6. EBITDA Margin > 15.0%
Relevance: The EBITDA Margin measures operating profitability. A margin above 15.0% indicates efficient operations and the ability to generate sufficient earnings before interest, taxes, depreciation, and amortization. This is crucial for sustaining profitability in a competitive and fluctuating market, ensuring the company can reinvest in growth and innovation.
7. EPS One-Year Growth > 5.0%
Relevance: EPS growth reflects the company’s ability to increase earnings per share over the past year. For consumer discretionary companies, growth exceeding 5.0% signals positive earnings momentum, which is vital for investor confidence and the ability to fund future growth initiatives. This metric highlights companies that are successfully increasing profitability.
8. Gross Margin > 25.0%
Relevance: Gross Margin represents the profitability of sales after production costs. A margin exceeding 25.0% indicates strong pricing power and effective cost management, crucial for maintaining profitability while adapting to changing consumer demands. High gross margins are indicative of a company’s ability to control costs and price products competitively.
9. Net Margin > 10.0%
Relevance: Net Margin measures overall profitability after all expenses. A margin above 10.0% highlights the company’s ability to maintain strong profit levels, ensuring financial health and stability. This is essential for sustaining operations and investing in new opportunities, reflecting the company's efficiency in converting revenue into actual profit.

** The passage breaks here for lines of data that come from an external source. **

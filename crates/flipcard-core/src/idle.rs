//! Inactivity timeout, independent of the navigation mode.

/// Inactivity before the device locks and sleeps.
pub const DEFAULT_IDLE_TIMEOUT_MS: u64 = 3 * 60 * 1000;

#[derive(Clone, Copy, Debug, Eq, PartialEq)]
pub enum IdleStatus {
    Active,
    /// Reported once per idle period.
    Expired,
}

#[derive(Clone, Copy, Debug, Eq, PartialEq)]
pub struct IdleTracker {
    last_activity_ms: u64,
    timeout_ms: u64,
    fired: bool,
}

impl IdleTracker {
    pub const fn new(timeout_ms: u64, now_ms: u64) -> Self {
        Self {
            last_activity_ms: now_ms,
            timeout_ms,
            fired: false,
        }
    }

    pub fn record_activity(&mut self, now_ms: u64) {
        self.last_activity_ms = now_ms;
        self.fired = false;
    }

    pub fn poll(&mut self, now_ms: u64) -> IdleStatus {
        if self.fired {
            return IdleStatus::Active;
        }
        if now_ms.saturating_sub(self.last_activity_ms) > self.timeout_ms {
            self.fired = true;
            return IdleStatus::Expired;
        }
        IdleStatus::Active
    }

    pub const fn idle_for(&self, now_ms: u64) -> u64 {
        now_ms.saturating_sub(self.last_activity_ms)
    }
}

10.Return on Equity (ROE) > 15.0%
Relevance: ROE indicates how effectively a company uses equity to generate profits. An ROE above 15.0% signifies strong shareholder value creation. This metric is key for evaluating long-term performance in the consumer discretionary sector, where investor returns are closely tied to the company’s ability to innovate and grow. High ROE demonstrates effective management and profitable use of equity capital.
Interpreting the Buffett Quality Score
0-4 Points: Indicates potential weaknesses across multiple financial areas, warranting further investigation and risk assessment.

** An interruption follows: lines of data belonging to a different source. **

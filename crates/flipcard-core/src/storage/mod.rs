//! Document storage abstraction and the fixed logical layout on the card.

mod memory;

use alloc::{string::String, vec::Vec};
use core::fmt::Write as _;

pub use memory::{MemoryStore, MemoryStoreError};

/// Top-level directory holding all flipcard content.
pub const CONTENT_DIR: &str = "FLIPCARD";
/// Card index: card list, category names, and total count.
pub const INDEX_PATH: &str = "FLIPCARD/INDEX.JSN";
/// Language configuration.
pub const CONFIG_PATH: &str = "FLIPCARD/CONFIG.JSN";
/// Per-card descriptor file name inside each card folder.
pub const CARD_FILE: &str = "CARD.JSN";

/// Path of the card descriptor for `folder`.
pub fn card_path(folder: &str) -> String {
    let mut path = String::with_capacity(CONTENT_DIR.len() + folder.len() + CARD_FILE.len() + 2);
    let _ = write!(path, "{CONTENT_DIR}/{folder}/{CARD_FILE}");
    path
}

/// Blocking whole-document reader/writer backed by removable storage.
///
/// Paths are `/`-separated and relative to the volume root.
pub trait DocumentStore {
    type Error: core::fmt::Debug;

    fn read(&mut self, path: &str) -> Result<Vec<u8>, Self::Error>;

    /// Replace the document at `path` with `bytes`.
    fn write(&mut self, path: &str, bytes: &[u8]) -> Result<(), Self::Error>;
}

impl<T: DocumentStore + ?Sized> DocumentStore for &mut T {
    type Error = T::Error;

    fn read(&mut self, path: &str) -> Result<Vec<u8>, Self::Error> {
        (**self).read(path)
    }

    fn write(&mut self, path: &str, bytes: &[u8]) -> Result<(), Self::Error> {
        (**self).write(path, bytes)
    }
}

5 Points: Suggests average performance based on sector-specific criteria, indicating a need for cautious optimism.
6-10 Points: Signifies strong financial health and quality, meeting or exceeding most performance thresholds, making the company a potentially attractive investment.
Conclusion
The Buffett Quality Score provides a structured approach to evaluating financial health and performance. By focusing on these essential financial metrics, stakeholders can make informed decisions, identifying companies that are well-positioned to thrive in the competitive and economically sensitive consumer discretionary sector.
Disclaimer: The Buffett Quality Score serves as a tool for financial evaluation and analysis. It is not a substitute for professional financial advice or investment recommendations. Investors should conduct thorough research and seek personalized guidance based on individual circumstances.